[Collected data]
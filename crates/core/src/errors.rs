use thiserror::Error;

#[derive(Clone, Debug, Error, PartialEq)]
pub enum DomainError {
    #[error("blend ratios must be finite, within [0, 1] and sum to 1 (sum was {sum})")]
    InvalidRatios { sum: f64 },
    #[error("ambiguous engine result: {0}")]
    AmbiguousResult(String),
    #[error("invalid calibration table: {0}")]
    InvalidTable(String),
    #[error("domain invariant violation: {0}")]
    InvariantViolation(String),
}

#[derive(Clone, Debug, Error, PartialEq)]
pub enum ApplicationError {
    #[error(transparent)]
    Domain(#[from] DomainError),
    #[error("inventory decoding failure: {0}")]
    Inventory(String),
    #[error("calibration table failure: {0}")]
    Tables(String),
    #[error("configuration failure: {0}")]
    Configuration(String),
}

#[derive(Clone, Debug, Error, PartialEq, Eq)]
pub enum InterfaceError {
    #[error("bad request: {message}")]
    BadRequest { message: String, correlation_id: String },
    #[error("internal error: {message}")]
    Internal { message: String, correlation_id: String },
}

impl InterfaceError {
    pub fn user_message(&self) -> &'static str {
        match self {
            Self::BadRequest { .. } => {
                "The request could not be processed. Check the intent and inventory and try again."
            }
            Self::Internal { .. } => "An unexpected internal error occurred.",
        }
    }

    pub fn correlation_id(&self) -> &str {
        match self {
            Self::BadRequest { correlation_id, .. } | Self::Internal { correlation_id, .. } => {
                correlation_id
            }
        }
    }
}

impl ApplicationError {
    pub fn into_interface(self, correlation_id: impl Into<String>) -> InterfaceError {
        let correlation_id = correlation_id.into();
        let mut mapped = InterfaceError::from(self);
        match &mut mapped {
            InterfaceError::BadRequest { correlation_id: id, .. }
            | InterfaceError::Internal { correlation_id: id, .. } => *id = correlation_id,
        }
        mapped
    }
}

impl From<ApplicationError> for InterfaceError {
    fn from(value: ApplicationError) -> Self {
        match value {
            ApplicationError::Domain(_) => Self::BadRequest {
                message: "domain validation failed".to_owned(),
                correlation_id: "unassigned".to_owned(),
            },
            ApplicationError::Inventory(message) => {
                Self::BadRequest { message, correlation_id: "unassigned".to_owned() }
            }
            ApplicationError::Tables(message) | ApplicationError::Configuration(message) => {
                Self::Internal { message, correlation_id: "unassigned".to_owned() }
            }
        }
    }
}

* * *

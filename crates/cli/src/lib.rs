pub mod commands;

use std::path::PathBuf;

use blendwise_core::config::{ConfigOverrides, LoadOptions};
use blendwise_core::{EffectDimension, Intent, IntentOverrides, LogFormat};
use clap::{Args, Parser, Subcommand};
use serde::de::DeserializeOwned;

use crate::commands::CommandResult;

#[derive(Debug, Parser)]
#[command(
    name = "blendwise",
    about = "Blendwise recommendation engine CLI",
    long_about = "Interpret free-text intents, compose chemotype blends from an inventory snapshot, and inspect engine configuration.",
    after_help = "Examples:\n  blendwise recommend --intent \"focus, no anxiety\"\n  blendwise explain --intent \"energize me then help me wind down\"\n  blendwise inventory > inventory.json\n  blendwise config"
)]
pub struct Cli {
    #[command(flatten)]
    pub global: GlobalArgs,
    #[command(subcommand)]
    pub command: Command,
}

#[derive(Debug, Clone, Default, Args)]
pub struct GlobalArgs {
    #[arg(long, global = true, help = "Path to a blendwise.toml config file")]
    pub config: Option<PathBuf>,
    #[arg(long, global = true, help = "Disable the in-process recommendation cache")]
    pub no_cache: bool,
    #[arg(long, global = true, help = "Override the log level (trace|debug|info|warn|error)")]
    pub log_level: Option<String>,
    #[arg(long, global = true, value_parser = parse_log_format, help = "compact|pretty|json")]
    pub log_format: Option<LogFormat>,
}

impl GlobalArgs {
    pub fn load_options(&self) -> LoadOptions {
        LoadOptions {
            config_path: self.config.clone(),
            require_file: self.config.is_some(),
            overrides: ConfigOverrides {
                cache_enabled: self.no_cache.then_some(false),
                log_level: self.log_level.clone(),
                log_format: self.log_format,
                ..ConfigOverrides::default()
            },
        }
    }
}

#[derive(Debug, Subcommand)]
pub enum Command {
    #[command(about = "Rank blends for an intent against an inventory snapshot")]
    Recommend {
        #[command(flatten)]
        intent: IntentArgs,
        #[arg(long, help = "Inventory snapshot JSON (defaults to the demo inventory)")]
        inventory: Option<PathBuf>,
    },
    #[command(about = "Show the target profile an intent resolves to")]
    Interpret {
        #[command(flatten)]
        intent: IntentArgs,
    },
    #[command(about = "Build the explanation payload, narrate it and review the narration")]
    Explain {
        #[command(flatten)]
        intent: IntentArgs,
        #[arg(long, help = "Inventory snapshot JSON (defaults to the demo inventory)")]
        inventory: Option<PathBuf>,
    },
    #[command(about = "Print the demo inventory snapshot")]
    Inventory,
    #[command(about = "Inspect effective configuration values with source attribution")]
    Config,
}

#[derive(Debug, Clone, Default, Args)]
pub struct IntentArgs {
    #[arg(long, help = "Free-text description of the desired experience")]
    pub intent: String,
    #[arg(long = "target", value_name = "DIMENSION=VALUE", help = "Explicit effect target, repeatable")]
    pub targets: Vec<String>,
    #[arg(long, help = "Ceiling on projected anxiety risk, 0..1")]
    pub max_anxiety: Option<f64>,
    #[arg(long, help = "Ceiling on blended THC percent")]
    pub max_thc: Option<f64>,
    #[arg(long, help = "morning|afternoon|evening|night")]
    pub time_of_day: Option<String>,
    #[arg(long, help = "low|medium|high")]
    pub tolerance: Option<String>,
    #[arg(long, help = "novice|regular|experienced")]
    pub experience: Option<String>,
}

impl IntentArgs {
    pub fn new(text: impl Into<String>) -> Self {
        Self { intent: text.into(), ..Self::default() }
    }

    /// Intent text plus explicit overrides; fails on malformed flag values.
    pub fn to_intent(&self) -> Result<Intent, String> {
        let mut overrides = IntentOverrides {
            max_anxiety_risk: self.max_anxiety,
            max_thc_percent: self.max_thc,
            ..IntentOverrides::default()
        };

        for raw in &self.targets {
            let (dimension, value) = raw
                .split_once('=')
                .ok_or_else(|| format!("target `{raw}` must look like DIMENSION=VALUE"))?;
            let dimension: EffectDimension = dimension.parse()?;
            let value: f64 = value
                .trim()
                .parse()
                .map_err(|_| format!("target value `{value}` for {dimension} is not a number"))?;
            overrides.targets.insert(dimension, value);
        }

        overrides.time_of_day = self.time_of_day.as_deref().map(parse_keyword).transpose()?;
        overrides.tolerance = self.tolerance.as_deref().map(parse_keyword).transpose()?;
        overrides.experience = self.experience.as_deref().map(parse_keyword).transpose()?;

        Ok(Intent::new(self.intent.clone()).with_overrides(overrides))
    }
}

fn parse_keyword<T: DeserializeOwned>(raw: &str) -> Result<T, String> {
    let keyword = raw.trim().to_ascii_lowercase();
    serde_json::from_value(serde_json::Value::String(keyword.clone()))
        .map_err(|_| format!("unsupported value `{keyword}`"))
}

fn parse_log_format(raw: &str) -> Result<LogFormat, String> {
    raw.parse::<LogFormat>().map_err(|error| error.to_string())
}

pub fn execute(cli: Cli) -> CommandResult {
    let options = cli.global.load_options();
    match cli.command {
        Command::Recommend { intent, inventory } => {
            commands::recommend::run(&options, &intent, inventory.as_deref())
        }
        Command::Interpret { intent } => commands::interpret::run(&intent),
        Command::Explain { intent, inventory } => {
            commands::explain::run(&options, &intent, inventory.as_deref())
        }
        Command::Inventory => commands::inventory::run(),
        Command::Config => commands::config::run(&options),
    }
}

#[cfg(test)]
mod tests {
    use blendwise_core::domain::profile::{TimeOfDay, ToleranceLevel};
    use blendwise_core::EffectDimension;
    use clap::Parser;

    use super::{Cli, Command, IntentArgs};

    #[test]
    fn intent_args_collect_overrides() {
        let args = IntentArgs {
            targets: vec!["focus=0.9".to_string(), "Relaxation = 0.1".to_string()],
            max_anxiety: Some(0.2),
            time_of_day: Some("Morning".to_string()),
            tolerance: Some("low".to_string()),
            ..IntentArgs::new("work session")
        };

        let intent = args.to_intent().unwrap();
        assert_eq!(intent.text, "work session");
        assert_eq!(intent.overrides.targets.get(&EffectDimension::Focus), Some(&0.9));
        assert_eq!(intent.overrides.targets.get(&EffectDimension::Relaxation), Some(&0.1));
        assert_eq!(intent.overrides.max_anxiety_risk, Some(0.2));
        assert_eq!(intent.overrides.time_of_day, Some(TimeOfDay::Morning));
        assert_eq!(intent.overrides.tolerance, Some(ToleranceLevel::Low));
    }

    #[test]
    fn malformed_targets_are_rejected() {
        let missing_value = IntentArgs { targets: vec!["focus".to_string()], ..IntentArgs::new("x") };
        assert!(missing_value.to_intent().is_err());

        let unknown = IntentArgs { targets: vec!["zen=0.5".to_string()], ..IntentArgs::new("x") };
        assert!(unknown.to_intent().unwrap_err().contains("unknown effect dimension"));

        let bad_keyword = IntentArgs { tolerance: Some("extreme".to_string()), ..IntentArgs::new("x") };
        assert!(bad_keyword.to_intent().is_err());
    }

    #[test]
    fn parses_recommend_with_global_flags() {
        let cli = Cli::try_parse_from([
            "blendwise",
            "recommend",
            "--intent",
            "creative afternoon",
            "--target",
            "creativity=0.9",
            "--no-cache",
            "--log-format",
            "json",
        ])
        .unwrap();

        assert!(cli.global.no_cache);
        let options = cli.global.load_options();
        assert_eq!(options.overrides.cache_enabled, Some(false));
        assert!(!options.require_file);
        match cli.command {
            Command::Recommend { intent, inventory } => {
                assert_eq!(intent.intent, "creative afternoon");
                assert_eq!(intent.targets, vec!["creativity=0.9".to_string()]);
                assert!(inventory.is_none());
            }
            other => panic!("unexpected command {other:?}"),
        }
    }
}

Exercise requirements – Return, from the data above, each line in which the string "unexpected" appears.

Task solution –
            Self::Internal { .. } => "An unexpected internal error occurred.",
            other => panic!("unexpected command {other:?}"),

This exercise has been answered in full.